Visite de la Maison Chassenay d'Arce

(article mis à jour le 30 septembre 2022)
Je connaissais les champagnes de Chassenay d’Arce que j’avais découvert il y a quelques semaines (lire ici la publication d’une dégustation assez complète). J’imaginais que mes impressions seraient peut-être différentes si je me rendais un jour sur place.

En fait mes avis ont été confirmés. Le Pinot Blanc 2012 (de la série Caractères) reste mon préféré pour sa typicité.
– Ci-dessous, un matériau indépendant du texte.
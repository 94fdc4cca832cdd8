// SPDX-License-Identifier: Apache-2.0
// © James Ross Ω FLYING•ROBOTS <https://github.com/flyingrobots>
#![allow(clippy::unwrap_used, clippy::float_cmp)]
//! Infinite-loop carousel scenarios: periodicity, swipes and the seam.

use proptest::prelude::*;
use storefront_carousel::{
    layout, CarouselConfig, LoopEvent, LoopingCarousel, Motion, Slot, TimerKind,
};
use storefront_dry_tests::CarouselHarness;

const WIDTH: f64 = 290.0;
const STRIDE: f64 = 300.0;

fn harness(real: usize) -> CarouselHarness<LoopingCarousel> {
    let carousel = LoopingCarousel::new(real, WIDTH, &CarouselConfig::default()).unwrap();
    CarouselHarness::started(carousel)
}

fn swipe(h: &mut CarouselHarness<LoopingCarousel>, delta: f64) {
    h.send(LoopEvent::TouchStart { x: 400.0 });
    h.send(LoopEvent::TouchMove { x: 400.0 + delta / 2.0 });
    h.send(LoopEvent::TouchEnd { x: 400.0 + delta });
}

proptest! {
    #[test]
    fn setup_renders_two_clones_at_first_real_slide(real in 1usize..12) {
        let h = harness(real);
        prop_assert_eq!(layout(real).len(), real + 2);
        prop_assert_eq!(h.carousel.total(), real + 2);
        prop_assert_eq!(h.carousel.current(), 1);
        prop_assert_eq!(h.view.offset_px, -STRIDE);
    }

    #[test]
    fn n_advances_return_to_the_start(real in 1usize..10) {
        let mut h = harness(real);
        for _ in 0..real {
            h.run_for(6000);
        }
        h.run_for(1000);
        prop_assert_eq!(h.carousel.current(), 1);
        prop_assert_eq!(h.view.offset_px, -STRIDE);
        prop_assert_eq!(h.view.moves.last().map(|m| m.1), Some(Motion::Instant));
        prop_assert_eq!(h.timers.pending_of(TimerKind::Advance).len(), 1);
    }

    #[test]
    fn every_clone_shows_the_real_slide_it_snaps_to(real in 1usize..12) {
        let slots = layout(real);
        prop_assert_eq!(slots.iter().filter(|s| s.is_clone()).count(), 2);
        for slot in slots.iter().filter(|s| s.is_clone()) {
            let twin = slots[slot.real_index() + 1];
            prop_assert_eq!(twin, Slot::Real(slot.real_index()));
        }
        let shown: Vec<usize> = slots[1..=real].iter().map(|s| s.real_index()).collect();
        prop_assert_eq!(shown, (0..real).collect::<Vec<_>>());
    }
}

#[test]
fn three_slide_walkthrough() {
    let mut h = harness(3);
    assert_eq!(
        layout(3),
        vec![
            Slot::Clone(2),
            Slot::Real(0),
            Slot::Real(1),
            Slot::Real(2),
            Slot::Clone(0)
        ]
    );
    assert_eq!(h.carousel.slot(), Slot::Real(0));

    h.run_until(6000);
    assert_eq!(h.carousel.current(), 2);
    assert_eq!(h.carousel.slot(), Slot::Real(1));

    swipe(&mut h, -80.0);
    assert_eq!(h.carousel.current(), 3);
    swipe(&mut h, -80.0);
    assert_eq!(h.carousel.current(), 4);
    assert_eq!(h.carousel.slot(), Slot::Clone(0));
    assert!(h.carousel.slot().is_clone());
    assert_eq!(h.carousel.slot().real_index(), 0);

    h.send(LoopEvent::TransitionEnded);
    assert_eq!(h.carousel.current(), 1);
    assert!(!h.carousel.slot().is_clone());
    assert_eq!(h.view.moves.last(), Some(&(-STRIDE, Motion::Instant)));
}

#[test]
fn swipe_direction_and_threshold() {
    let eased = Motion::Eased { duration_ms: 1000 };

    let mut h = harness(4);
    h.run_until(6000);
    assert_eq!(h.carousel.current(), 2);

    swipe(&mut h, 80.0);
    assert_eq!(h.carousel.current(), 1);
    assert_eq!(h.view.moves.last(), Some(&(-STRIDE, eased)));

    swipe(&mut h, -80.0);
    assert_eq!(h.carousel.current(), 2);

    swipe(&mut h, 30.0);
    assert_eq!(h.carousel.current(), 2);
    assert_eq!(h.view.moves.last(), Some(&(-2.0 * STRIDE, eased)));
    swipe(&mut h, -30.0);
    assert_eq!(h.carousel.current(), 2);
    assert!(!h.carousel.is_dragging());
}

#[test]
fn drag_follows_finger_without_changing_index() {
    let mut h = harness(3);
    h.send(LoopEvent::TouchStart { x: 100.0 });
    h.send(LoopEvent::TouchMove { x: 140.0 });
    assert_eq!(h.view.offset_px, -STRIDE + 40.0);
    assert_eq!(h.carousel.current(), 1);
    assert!(h.carousel.is_dragging());
}

#[test]
fn swipe_mid_interval_never_double_advances() {
    let mut h = harness(5);
    h.run_until(3000);
    h.send(LoopEvent::TouchStart { x: 300.0 });
    assert!(h.timers.pending_of(TimerKind::Advance).is_empty());
    h.run_until(3100);
    h.send(LoopEvent::TouchEnd { x: 200.0 });
    assert_eq!(h.carousel.current(), 2);

    let advances = h.timers.pending_of(TimerKind::Advance);
    assert_eq!(advances.len(), 1);
    assert_eq!(advances[0].due_ms, 9100);

    assert_eq!(h.run_until(9099), 0);
    assert_eq!(h.carousel.current(), 2);
    h.run_until(9100);
    assert_eq!(h.carousel.current(), 3);
}

#[test]
fn swiping_back_past_first_slide_lands_on_last() {
    let mut h = harness(3);
    swipe(&mut h, 120.0);
    assert_eq!(h.carousel.current(), 0);
    assert_eq!(h.carousel.slot(), Slot::Clone(2));
    h.send(LoopEvent::TransitionEnded);
    assert_eq!(h.carousel.current(), 3);
    assert_eq!(h.view.offset_px, -3.0 * STRIDE);
}

#[test]
fn touch_start_also_cancels_pending_settle() {
    let mut h = harness(3);
    h.run_until(6000);
    assert_eq!(h.timers.pending_of(TimerKind::Settle).len(), 1);
    h.send(LoopEvent::TouchStart { x: 0.0 });
    assert!(h.timers.pending().is_empty());
}

#[test]
fn resize_repositions_instantly() {
    let mut h = harness(3);
    h.run_until(6000);
    h.send(LoopEvent::Resized {
        slide_width_px: 390.0,
    });
    assert_eq!(h.carousel.stride_px(), 400.0);
    assert_eq!(h.view.moves.last(), Some(&(-800.0, Motion::Instant)));
}
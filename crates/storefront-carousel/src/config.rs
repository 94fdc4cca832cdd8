// SPDX-License-Identifier: Apache-2.0
// © James Ross Ω FLYING•ROBOTS <https://github.com/flyingrobots>
//! Tunable carousel constants.

use serde::{Deserialize, Serialize};

/// Timing and gesture constants shared by both carousel variants.
///
/// Every field has a default, so a partial JSON blob deserializes cleanly.
#[derive(Debug, Clone, Copy, PartialEq, Serialize, Deserialize)]
#[serde(default)]
pub struct CarouselConfig {
    /// Dwell time of the index-swap variant.
    pub rotate_interval_ms: u32,
    /// Dwell time of the infinite-loop variant.
    pub loop_interval_ms: u32,
    /// Duration of the eased slide transition; the settle check fires after it.
    pub transition_ms: u32,
    /// Minimum horizontal travel for a touch to count as a swipe.
    pub swipe_threshold_px: f64,
    /// Space between rendered slides, added to the measured slide width.
    pub gutter_px: f64,
}

impl Default for CarouselConfig {
    fn default() -> Self {
        Self {
            rotate_interval_ms: 3000,
            loop_interval_ms: 6000,
            transition_ms: 1000,
            swipe_threshold_px: 50.0,
            gutter_px: 10.0,
        }
    }
}

#[allow(clippy::unwrap_used)]
#[cfg(test)]
mod tests {
    use super::*;

    #[test]
    fn partial_blob_keeps_remaining_defaults() {
        let cfg: CarouselConfig = serde_json::from_str(r#"{"loop_interval_ms": 8000}"#).unwrap();
        assert_eq!(cfg.loop_interval_ms, 8000);
        assert_eq!(cfg.rotate_interval_ms, 3000);
        assert!((cfg.swipe_threshold_px - 50.0).abs() < f64::EPSILON);
    }
}
// SPDX-License-Identifier: Apache-2.0
// © James Ross Ω FLYING•ROBOTS <https://github.com/flyingrobots>
//! Page wiring: markup events in, requests out, outcomes rendered.
//!
//! Every handler follows the same shape. It reads its input from the markup,
//! asks `storefront-pages` for an [`ApiRequest`], sends it, and feeds the
//! reply back to `storefront-pages` for an [`Outcome`] that [`Storefront::settle`]
//! renders.

mod account;
mod cart;
mod catalog;
mod chrome;
mod search;

use std::cell::RefCell;
use std::rc::Rc;

use serde_json::Value;
use storefront_pages::api::{ApiRequest, RequestBuilder};
use storefront_pages::reply::{decode_reply, ApiError};
use storefront_pages::{Followup, Notice, Outcome, PageData};
use wasm_bindgen::prelude::*;
use wasm_bindgen::JsCast;
use web_sys::{Document, Element, Window};

use crate::console;
use crate::cookies::DocumentCookies;
use crate::dom;
use crate::fetch::{self, Reply};
use crate::notices::{Notices, ToastifyPort};
use crate::settings::StorefrontSettings;

/// Everything the handlers share.
pub(crate) struct Storefront {
    window: Window,
    document: Document,
    api: RequestBuilder,
    cookies: DocumentCookies,
    page: PageData,
    settings: StorefrontSettings,
    notices: RefCell<Notices<ToastifyPort>>,
}

fn read_page_data(window: &Window) -> PageData {
    let Some(raw) = dom::global(window, &["page_data"]) else {
        return PageData::default();
    };
    let json = js_sys::JSON::stringify(&raw)
        .ok()
        .and_then(|text| text.as_string());
    match json.as_deref().map(PageData::from_json) {
        Some(Ok(page)) => page,
        Some(Err(err)) => {
            console::warn(&format!("page_data unreadable: {err}"));
            PageData::default()
        }
        None => PageData::default(),
    }
}

impl Storefront {
    pub(crate) fn new(window: Window, document: Document, settings: StorefrontSettings) -> Rc<Self> {
        let csrf_token = dom::global(&window, &["frappe", "csrf_token"])
            .and_then(|token| token.as_string())
            .unwrap_or_default();
        let notices = Notices::new(
            settings.toast,
            ToastifyPort::new(window.clone(), &settings.toast),
        );
        Rc::new(Self {
            api: RequestBuilder::new(csrf_token),
            cookies: DocumentCookies::new(&document),
            page: read_page_data(&window),
            notices: RefCell::new(notices),
            settings,
            window,
            document,
        })
    }

    /// Send `request` and run `on_reply` with the raw reply. A request that
    /// could not even be built is logged and dropped.
    pub(crate) fn send<F>(self: &Rc<Self>, request: Result<ApiRequest, ApiError>, on_reply: F)
    where
        F: FnOnce(&Rc<Self>, Result<Reply, ApiError>) + 'static,
    {
        let request = match request {
            Ok(request) => request,
            Err(err) => {
                console::warn(&format!("request not sent: {err}"));
                return;
            }
        };
        let shop = Rc::clone(self);
        fetch::send(&self.window, &request, move |reply| on_reply(&shop, reply));
    }

    pub(crate) fn notify(&self, notice: &Notice) {
        match self.notices.try_borrow_mut() {
            Ok(mut notices) => {
                notices.post(notice);
            }
            Err(_) => console::info(&notice.text),
        }
    }

    /// Render `outcome`. `origin` is the element whose click started the call.
    pub(crate) fn settle(&self, outcome: &Outcome, origin: Option<&Element>) {
        if let Some(notice) = &outcome.notice {
            self.notify(notice);
        }
        match &outcome.followup {
            Followup::Stay => {}
            Followup::Navigate { href, delay_ms: 0 } => self.navigate(href),
            Followup::Navigate { href, delay_ms } => self.navigate_later(href.clone(), *delay_ms),
            Followup::Reload => {
                if let Err(err) = self.window.location().reload() {
                    console::error("reload failed", &err);
                }
            }
            Followup::RemoveSection => {
                if let Some(section) = origin.and_then(|el| el.closest("section").ok().flatten()) {
                    section.remove();
                }
            }
            Followup::RefreshCartCount => self.refresh_cart_badge(),
        }
    }

    pub(crate) fn navigate(&self, href: &str) {
        if let Err(err) = self.window.location().set_href(href) {
            console::error(&format!("cannot navigate to {href}"), &err);
        }
    }

    fn navigate_later(&self, href: String, delay_ms: u32) {
        let window = self.window.clone();
        let go = Closure::once_into_js(move || {
            if let Err(err) = window.location().set_href(&href) {
                console::error(&format!("cannot navigate to {href}"), &err);
            }
        });
        let delay = i32::try_from(delay_ms).unwrap_or(i32::MAX);
        if let Err(err) = self
            .window
            .set_timeout_with_callback_and_timeout_and_arguments_0(go.unchecked_ref(), delay)
        {
            console::error("setTimeout failed", &err);
        }
    }

    /// Copy the cart cookies into the header badge.
    pub(crate) fn refresh_cart_badge(&self) {
        let badge = storefront_pages::cart::CartBadge::from_cookies(&self.cookies);
        if let Some(count) = self.document.get_element_by_id("cart_count") {
            count.set_text_content(Some(&badge.count));
        }
        if let Some(total) = self.document.get_element_by_id("cart_total") {
            total.set_text_content(Some(&badge.total));
        }
    }

    fn pathname(&self) -> String {
        self.window.location().pathname().unwrap_or_default()
    }
}

/// Body of a reply as a decoded success payload.
pub(crate) fn decoded(reply: Result<Reply, ApiError>) -> Result<Value, ApiError> {
    reply.and_then(|reply| decode_reply(reply.status, &reply.body))
}

/// Log a failed wiring step and carry on with the rest of the page.
pub(crate) fn report(what: &str, result: Result<(), JsValue>) {
    if let Err(err) = result {
        console::error(&format!("{what} not wired"), &err);
    }
}

/// Wire every storefront behavior present in the markup.
pub(crate) fn wire_all(shop: &Rc<Storefront>) {
    shop.refresh_cart_badge();
    report("cart page", cart::wire(shop));
    report("search", search::wire(shop));
    report("add to cart", catalog::wire(shop));
    report("orders", account::wire_orders(shop));
    report("addresses", account::wire_addresses(shop));
    report("dropdowns", chrome::wire_dropdowns(shop));
    report("categories", chrome::wire_categories(shop));
    report("pagination", chrome::wire_pagination(shop));
    report("newsletter", chrome::wire_newsletter(shop));
}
Mais la journée que j’ai passée dans ce qui est la plus grosse coopérative indépendante de Champagne (130 familles pour 180 exploitants sur 315 hectares) a été riche d’enseignement.

Rien ne vaut d’aller sur place pour se rendre compte de ce que l’affirmation "zéro intrant" signifie, de l’ampleur du travail dans les vignes, de la beauté des paysages, et de l’intérêt de pratiquer l’oenotourisme, activité pour laquelle il n’est pas nécessaire d’être spécialiste. Il suffit d’être amateur de gastronomie, de culture et de champagne naturellement.

Cet article sera divisé en 4 parties, abondamment illustrées de manière à vous donner une vue la plus proche possible de la réalité que vous vivrez si vous allez dans ces vignobles. N'hésitez donc pas à suivre le lien "plus d'infos" pour avoir la totalité de la publication. 

1 - Les vignes et les vendangeurs
2 - La vinification
3 - La dégustation et les accords mets-vins
4 - L’oenotourisme
Dès que la route traverse les vignobles qui longent la vallée de l’Arce, on voit pendre entre les feuilles vert clair les grappes de Pinot noir, qui est le cépage dominant, sur près de 90% des surfaces, et impressionnantes par leur taille, alors que nous ne sommes pas encore descendus de voiture. On ne sera pas surpris, tout à l’heure, en arrivant à Chervey, d’apprendre que la récolte promet d’être historique. Avec 500 kilos/jour contre 300 les bonnes années me dira un vigneron. Les chiffres de cette saison seront impressionnants : 112 000 caisses à vendanges transportées, 4 800 000 kg de raisins pressés et 1 180 marcs obtenus (sachant qu'un marc correspond à 25 kilos de raisin).
Marcher entre deux rangées de vignes est un exercice difficile en raison de la forte pente des vignobles qui sont majoritairement en coteaux, de la présence de gros cailloux qui rendent le sol glissant. Alors imaginez la ténacité des saisonniers qui coupent les grappes ! Surtout cette année parce que les ceps ont été peu effeuillés de manière à protéger les raisins d’une trop forte chaleur (je rappelle qu’arroser est interdit en Champagne). Les vignes font preuve de résilience incroyable comme les figuiers avec des racines de plus de sept mètres. Par contre elles donnent ici des vins plus solaires qui seraient difficiles à travailler avec du Pinot meunier.
Les vignes ont été peu rognées et alors que j’estimais qu’on voyait bien les grappes il n’empêche que lorsqu’on est au pied du cep certaines sont cachées et la main doit vérifier de ne pas en oublier, ce qui prend un peu de temps, et agace la main d'oeuvre, pressée de terminer son rang avec les compliments.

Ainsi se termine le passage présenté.